Os efeitos colaterais dos atentados de Paris sobre a União Europeia (UE) ainda não estão absolutamente definidos em variedade e conteúdo, mas os primeiros resultados são profundos e preocupantes e atingem o cerne da própria concepção da UE. A primeira vítima imediata foi o Espaço Schengen, um dos pilares da UE, que garante a livre circulação de cidadãos entre os países da União. O livre trânsito de terroristas entre a Bélgica e a França, e um passaporte sírio encontrado perto do corpo de um dos terroristas mortos no Estádio da França, em Paris, acenderam a luz vermelha e ligaram as sirenes contra Schengen e contra a livre entrada de refugiados na Europa -- o passaporte sírio foi rastreado até a ilha de Léros, na Grécia, um dos principais pontos de entrada de refugiados na Europa. Há gente de peso que considera que a União Europeia perde o sentido sem o Espaço Schengen. 

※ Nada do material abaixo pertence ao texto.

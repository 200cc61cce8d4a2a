//! Grid placement arithmetic for marker sheets. All values are PDF points,
//! origin at the bottom-left corner of the page.

use serde::{Deserialize, Serialize};

/// A4 in points.
pub const A4: PageSize = PageSize {
    width: 595.2756,
    height: 841.8898,
};

#[derive(Debug, Clone, Copy, PartialEq, Serialize, Deserialize)]
pub struct PageSize {
    pub width: f32,
    pub height: f32,
}

#[derive(Debug, Clone, Copy, PartialEq, Serialize, Deserialize)]
pub struct GridSpec {
    pub rows: usize,
    pub cols: usize,
    pub marker_size: f32,
    pub margin: f32,
    pub min_spacing: f32,
}

impl Default for GridSpec {
    fn default() -> Self {
        Self {
            rows: 4,
            cols: 4,
            marker_size: 80.0,
            margin: 50.0,
            min_spacing: 5.0,
        }
    }
}

#[derive(Debug, Clone, Copy, PartialEq)]
pub struct GridLayout {
    pub page: PageSize,
    pub rows: usize,
    pub cols: usize,
    pub margin: f32,
    pub marker_size: f32,
    pub h_spacing: f32,
    pub v_spacing: f32,
}

fn gaps(count: usize) -> f32 {
    count.saturating_sub(1).max(1) as f32
}

impl GridLayout {
    /// Spreads the grid evenly over the page area inside the margin.
    ///
    /// When either spacing would drop below `min_spacing`, both spacings are
    /// pinned to it and the marker shrinks to fit the tighter dimension.
    pub fn compute(page: PageSize, grid: &GridSpec) -> Self {
        let available_width = page.width - 2.0 * grid.margin;
        let available_height = page.height - 2.0 * grid.margin;
        let (cols, rows) = (grid.cols as f32, grid.rows as f32);

        let mut marker_size = grid.marker_size;
        let mut h_spacing = (available_width - cols * marker_size) / gaps(grid.cols);
        let mut v_spacing = (available_height - rows * marker_size) / gaps(grid.rows);

        if h_spacing < grid.min_spacing || v_spacing < grid.min_spacing {
            h_spacing = grid.min_spacing;
            v_spacing = grid.min_spacing;
            marker_size = f32::min(
                (available_width - gaps(grid.cols) * h_spacing) / cols,
                (available_height - gaps(grid.rows) * v_spacing) / rows,
            )
            .max(0.0);
        }

        Self {
            page,
            rows: grid.rows,
            cols: grid.cols,
            margin: grid.margin,
            marker_size,
            h_spacing,
            v_spacing,
        }
    }

    pub fn slots(&self) -> usize {
        self.rows * self.cols
    }

    /// Bottom-left corner of the marker in slot `index`, filled row by row
    /// from the top margin.
    pub fn slot_origin(&self, index: usize) -> (f32, f32) {
        let row = (index / self.cols) as f32;
        let col = (index % self.cols) as f32;
        let x = self.margin + col * (self.marker_size + self.h_spacing);
        let y = self.page.height
            - self.margin
            - (row + 1.0) * self.marker_size
            - row * self.v_spacing;
        (x, y)
    }
}

#[cfg(test)]
mod tests {
    use super::*;
    use approx::assert_relative_eq;

    #[test]
    fn default_a4_grid_keeps_marker_size() {
        let layout = GridLayout::compute(A4, &GridSpec::default());
        assert_relative_eq!(layout.marker_size, 80.0);
        assert_relative_eq!(layout.h_spacing, (A4.width - 100.0 - 320.0) / 3.0, epsilon = 1e-3);
        assert_relative_eq!(layout.v_spacing, (A4.height - 100.0 - 320.0) / 3.0, epsilon = 1e-3);
    }

    #[test]
    fn dense_grid_clamps_spacing_and_shrinks_markers() {
        let grid = GridSpec {
            marker_size: 200.0,
            ..GridSpec::default()
        };
        let layout = GridLayout::compute(A4, &grid);
        assert_eq!(layout.h_spacing, 5.0);
        assert_eq!(layout.v_spacing, 5.0);
        let expected = (A4.width - 100.0 - 15.0) / 4.0;
        assert_relative_eq!(layout.marker_size, expected, epsilon = 1e-3);

        let (last_x, _) = layout.slot_origin(3);
        assert!(last_x + layout.marker_size <= A4.width - grid.margin + 1e-3);
    }

    #[test]
    fn spacing_is_never_negative() {
        for size in [10.0, 80.0, 120.0, 150.0, 400.0, 1000.0] {
            let grid = GridSpec {
                marker_size: size,
                ..GridSpec::default()
            };
            let layout = GridLayout::compute(A4, &grid);
            assert!(layout.h_spacing >= 5.0, "size {size}");
            assert!(layout.v_spacing >= 5.0, "size {size}");
            assert!(layout.marker_size > 0.0);
        }
    }

    #[test]
    fn slots_fill_top_down_left_to_right() {
        let layout = GridLayout::compute(A4, &GridSpec::default());
        let (x0, y0) = layout.slot_origin(0);
        assert_relative_eq!(x0, 50.0);
        assert_relative_eq!(y0, A4.height - 50.0 - 80.0, epsilon = 1e-3);

        let (x1, y1) = layout.slot_origin(1);
        assert!(x1 > x0);
        assert_relative_eq!(y1, y0);

        let (x4, y4) = layout.slot_origin(4);
        assert_relative_eq!(x4, x0);
        assert_relative_eq!(y4, y0 - 80.0 - layout.v_spacing, epsilon = 1e-3);

        let (_, y15) = layout.slot_origin(15);
        assert_relative_eq!(y15, 50.0, epsilon = 1e-3);
    }
}
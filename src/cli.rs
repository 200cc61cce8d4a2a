//! Command-line arguments shared by the `card_markers` umbrella binary and
//! the per-pipeline binaries. Every option can also come from the
//! environment (or a `.env` file).

use std::path::PathBuf;

use clap::Args;
use log::info;

use crate::compositor::{self, SheetConfig};
use crate::detection::{Camera, DetectionConfig, DetectionSession, HighGuiWindow};
use crate::generator::{self, GeneratorConfig, DEFAULT_MARKER_SIZE};

/// Loads `.env` and installs the logger.
pub fn init() {
    dotenv::dotenv().ok();
    env_logger::Builder::from_env(env_logger::Env::default().default_filter_or("info")).init();
}

#[derive(Debug, Args)]
pub struct GenerateArgs {
    /// Directory the marker PNGs are written to.
    #[arg(long, env = "MARKER_DIR", default_value = "markers")]
    pub output_dir: PathBuf,

    /// Side length of each marker in pixels.
    #[arg(long, env = "MARKER_SIZE", default_value_t = DEFAULT_MARKER_SIZE)]
    pub size: i32,

    /// Skip writing manifest.json next to the images.
    #[arg(long)]
    pub no_manifest: bool,
}

impl GenerateArgs {
    pub fn run(self) -> anyhow::Result<()> {
        let config = GeneratorConfig {
            output_dir: self.output_dir,
            marker_size: self.size,
            write_manifest: !self.no_manifest,
            ..GeneratorConfig::default()
        };
        let written = generator::generate_deck(&config)?;
        info!("Generated {} markers in {}", written.len(), config.output_dir.display());
        Ok(())
    }
}

#[derive(Debug, Args)]
pub struct ComposeArgs {
    /// Directory holding the generated marker PNGs.
    #[arg(long, env = "MARKER_DIR", default_value = "markers")]
    pub input_dir: PathBuf,

    /// Directory the PDF is written to.
    #[arg(long, env = "PRINT_DIR", default_value = "print")]
    pub output_dir: PathBuf,
}

impl ComposeArgs {
    pub fn run(self) -> anyhow::Result<()> {
        let config = SheetConfig {
            input_dir: self.input_dir,
            output_dir: self.output_dir,
            ..SheetConfig::default()
        };
        let path = compositor::compose_sheets(&config)?;
        info!("PDF ready: {}", path.display());
        Ok(())
    }
}

#[derive(Debug, Args)]
pub struct DetectArgs {
    #[arg(long, env = "CAMERA_INDEX", default_value_t = 0)]
    pub camera: i32,

    /// `tuned` or `default`.
    #[arg(long, env = "DETECTION_PRESET", default_value = "tuned")]
    pub preset: String,

    /// JSON detection config; overrides the preset.
    #[arg(long, env = "DETECTION_CONFIG")]
    pub config: Option<PathBuf>,
}

impl DetectArgs {
    pub fn detection_config(&self) -> anyhow::Result<DetectionConfig> {
        if let Some(path) = &self.config {
            return Ok(DetectionConfig::from_json_file(path)?);
        }
        DetectionConfig::preset(&self.preset)
            .ok_or_else(|| anyhow::anyhow!("unknown detection preset `{}`", self.preset))
    }

    pub fn run(self) -> anyhow::Result<()> {
        let config = self.detection_config()?;
        let camera = Camera::open(self.camera)?;
        let window = HighGuiWindow::open(&config.window_title)?;
        let mut session = DetectionSession::new(camera, window, &config)?;
        let stop = session.run()?;
        info!("Detection stopped: {:?}", stop);
        Ok(())
    }
}

#[cfg(test)]
mod tests {
    use super::*;
    use clap::Parser;

    #[derive(Parser)]
    struct Wrapper {
        #[command(flatten)]
        detect: DetectArgs,
    }

    #[test]
    fn preset_selection() {
        let args = Wrapper::parse_from(["detect", "--preset", "default"]).detect;
        assert_eq!(args.detection_config().unwrap(), DetectionConfig::library_default());

        let args = Wrapper::parse_from(["detect", "--preset", "bogus"]).detect;
        assert!(args.detection_config().is_err());
    }
}
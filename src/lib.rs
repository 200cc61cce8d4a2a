pub mod card;
pub mod cli;
pub mod compositor;
pub mod detection;
pub mod error;
pub mod generator;

pub use error::{Error, Result};
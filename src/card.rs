//! Mapping between marker ids and playing-card identities.
//!
//! Ids `0..=51` are the regular deck laid out suit by suit (13 ranks each),
//! `52` and `53` are the black and red jokers.

use std::fmt;

use serde::{Deserialize, Serialize};

use crate::error::{Error, Result};

pub const DECK_SIZE: i32 = 54;
const RANKS_PER_SUIT: i32 = 13;
const BLACK_JOKER_ID: i32 = 52;
const RED_JOKER_ID: i32 = 53;

pub const JOKER: &str = "joker";

#[derive(Debug, Clone, Copy, PartialEq, Eq, Hash, PartialOrd, Ord, Serialize, Deserialize)]
#[serde(rename_all = "lowercase")]
pub enum Suit {
    Spades,
    Hearts,
    Diamonds,
    Clubs,
}

impl Suit {
    pub const ALL: [Suit; 4] = [Suit::Spades, Suit::Hearts, Suit::Diamonds, Suit::Clubs];

    pub fn name(self) -> &'static str {
        match self {
            Suit::Spades => "spades",
            Suit::Hearts => "hearts",
            Suit::Diamonds => "diamonds",
            Suit::Clubs => "clubs",
        }
    }

    pub fn from_name(name: &str) -> Option<Suit> {
        Suit::ALL.into_iter().find(|suit| suit.name() == name)
    }

    /// Position in the canonical deck order.
    pub fn index(self) -> usize {
        self as usize
    }
}

#[derive(Debug, Clone, Copy, PartialEq, Eq, Hash, PartialOrd, Ord, Serialize, Deserialize)]
pub enum Rank {
    Ace,
    Two,
    Three,
    Four,
    Five,
    Six,
    Seven,
    Eight,
    Nine,
    Ten,
    Jack,
    Queen,
    King,
}

impl Rank {
    pub const ALL: [Rank; 13] = [
        Rank::Ace,
        Rank::Two,
        Rank::Three,
        Rank::Four,
        Rank::Five,
        Rank::Six,
        Rank::Seven,
        Rank::Eight,
        Rank::Nine,
        Rank::Ten,
        Rank::Jack,
        Rank::Queen,
        Rank::King,
    ];

    pub fn token(self) -> &'static str {
        match self {
            Rank::Ace => "A",
            Rank::Two => "2",
            Rank::Three => "3",
            Rank::Four => "4",
            Rank::Five => "5",
            Rank::Six => "6",
            Rank::Seven => "7",
            Rank::Eight => "8",
            Rank::Nine => "9",
            Rank::Ten => "10",
            Rank::Jack => "J",
            Rank::Queen => "Q",
            Rank::King => "K",
        }
    }

    pub fn from_token(token: &str) -> Option<Rank> {
        Rank::ALL.into_iter().find(|rank| rank.token() == token)
    }

    /// Sort value, A=1 through K=13.
    pub fn value(self) -> u32 {
        self as u32 + 1
    }
}

#[derive(Debug, Clone, Copy, PartialEq, Eq, Hash, Serialize, Deserialize)]
pub enum JokerColor {
    Black,
    Red,
}

impl JokerColor {
    pub fn token(self) -> &'static str {
        match self {
            JokerColor::Black => "B",
            JokerColor::Red => "R",
        }
    }
}

#[derive(Debug, Clone, Copy, PartialEq, Eq, Hash)]
pub enum Card {
    Regular(Suit, Rank),
    Joker(JokerColor),
}

impl Card {
    pub fn from_id(id: i32) -> Result<Card> {
        match id {
            BLACK_JOKER_ID => Ok(Card::Joker(JokerColor::Black)),
            RED_JOKER_ID => Ok(Card::Joker(JokerColor::Red)),
            id if (0..BLACK_JOKER_ID).contains(&id) => {
                let suit = Suit::ALL[(id / RANKS_PER_SUIT) as usize];
                let rank = Rank::ALL[(id % RANKS_PER_SUIT) as usize];
                Ok(Card::Regular(suit, rank))
            }
            _ => Err(Error::InvalidMarkerId(id)),
        }
    }

    pub fn id(self) -> i32 {
        match self {
            Card::Regular(suit, rank) => suit.index() as i32 * RANKS_PER_SUIT + rank as i32,
            Card::Joker(JokerColor::Black) => BLACK_JOKER_ID,
            Card::Joker(JokerColor::Red) => RED_JOKER_ID,
        }
    }

    /// Suit name, or `"joker"`.
    pub fn suit_token(self) -> &'static str {
        match self {
            Card::Regular(suit, _) => suit.name(),
            Card::Joker(_) => JOKER,
        }
    }

    /// Rank token, or the joker colour tag.
    pub fn rank_token(self) -> &'static str {
        match self {
            Card::Regular(_, rank) => rank.token(),
            Card::Joker(color) => color.token(),
        }
    }

    /// `NN_suit_rank`, without extension.
    pub fn stem(self) -> String {
        format!("{:02}_{}_{}", self.id(), self.suit_token(), self.rank_token())
    }

    pub fn file_name(self) -> String {
        format!("{}.png", self.stem())
    }
}

impl fmt::Display for Card {
    fn fmt(&self, f: &mut fmt::Formatter<'_>) -> fmt::Result {
        write!(f, "{} {}", self.suit_token(), self.rank_token())
    }
}

/// `(suit, rank)` tokens for a marker id.
pub fn card_name(id: i32) -> Result<(&'static str, &'static str)> {
    let card = Card::from_id(id)?;
    Ok((card.suit_token(), card.rank_token()))
}

pub fn all_cards() -> impl Iterator<Item = Card> {
    (0..DECK_SIZE).filter_map(|id| Card::from_id(id).ok())
}

#[cfg(test)]
mod tests {
    use super::*;
    use std::collections::HashSet;

    const SUITS: [&str; 4] = ["spades", "hearts", "diamonds", "clubs"];
    const RANKS: [&str; 13] = [
        "A", "2", "3", "4", "5", "6", "7", "8", "9", "10", "J", "Q", "K",
    ];

    #[test]
    fn regular_ids_follow_suit_major_order() {
        for id in 0..52 {
            let (suit, rank) = card_name(id).unwrap();
            assert_eq!(suit, SUITS[(id / 13) as usize]);
            assert_eq!(rank, RANKS[(id % 13) as usize]);
        }
    }

    #[test]
    fn jokers() {
        assert_eq!(card_name(52).unwrap(), ("joker", "B"));
        assert_eq!(card_name(53).unwrap(), ("joker", "R"));
    }

    #[test]
    fn mapping_is_injective() {
        let names: HashSet<_> = (0..DECK_SIZE).map(|id| card_name(id).unwrap()).collect();
        assert_eq!(names.len(), DECK_SIZE as usize);
    }

    #[test]
    fn id_roundtrips_through_card() {
        for card in all_cards() {
            assert_eq!(Card::from_id(card.id()).unwrap(), card);
        }
        assert_eq!(all_cards().count(), 54);
    }

    #[test]
    fn out_of_range_ids_are_rejected() {
        assert!(matches!(Card::from_id(54), Err(Error::InvalidMarkerId(54))));
        assert!(matches!(Card::from_id(-1), Err(Error::InvalidMarkerId(-1))));
    }

    #[test]
    fn file_names() {
        assert_eq!(Card::from_id(2).unwrap().file_name(), "02_spades_3.png");
        assert_eq!(Card::from_id(22).unwrap().file_name(), "22_hearts_10.png");
        assert_eq!(Card::from_id(53).unwrap().file_name(), "53_joker_R.png");
    }

    #[test]
    fn rank_values_are_one_based() {
        assert_eq!(Rank::Ace.value(), 1);
        assert_eq!(Rank::from_token("10").unwrap().value(), 10);
        assert_eq!(Rank::King.value(), 13);
        assert_eq!(Rank::from_token("B"), None);
    }
}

Outro efeito pernicioso dos atentados, estritamente do ponto de vista das normas da UE, foi o efeito dominó sobre os orçamentos de defesa no âmbito. A França anunciou 600 milhões de euros a mais em 2016 para reforçar sua segurança. O Reino Unido anunciou um reforço de 17 bilhões de euros para os próximos dez anos no seu orçamento de defesa. A princípio reticente, a Alemanha aprovou o envio de tropas à Síria em apoio aos franceses. 

Os atentados em Paris fizeram também brotar os problemas quotidianos enfrentados com muçulmanos na vida francesa. A RATP (Administração Autônoma dos Transportes Parisienses) informou sobre a série de problemas gerados com o aumento das reivindicações de seus empregados muçulmanos salafistas, que vão desde a recusa a apertar a mão de colegas mulheres a não aceitar viajar em ônibus dirigido por mulheres, exigir locais para suas orações, reclamar do cardápio da festa de Natal (com foie gras, vinho, etc) e exigir um cardápio de acordo com sua dieta religiosa. Os mesmos problemas, com o mesmo tipo de empregados, são relatados pela Air France, pelas Ferrovias Francesas e pelos Correios. Comunidades muçulmanas reclamam também da presença de carne de porco no cardápio das creches e escolas públicas, e querem sua mudança, mas isso tem sido rejeitado pelos órgãos que zelam pela laicidade do Estado francês. 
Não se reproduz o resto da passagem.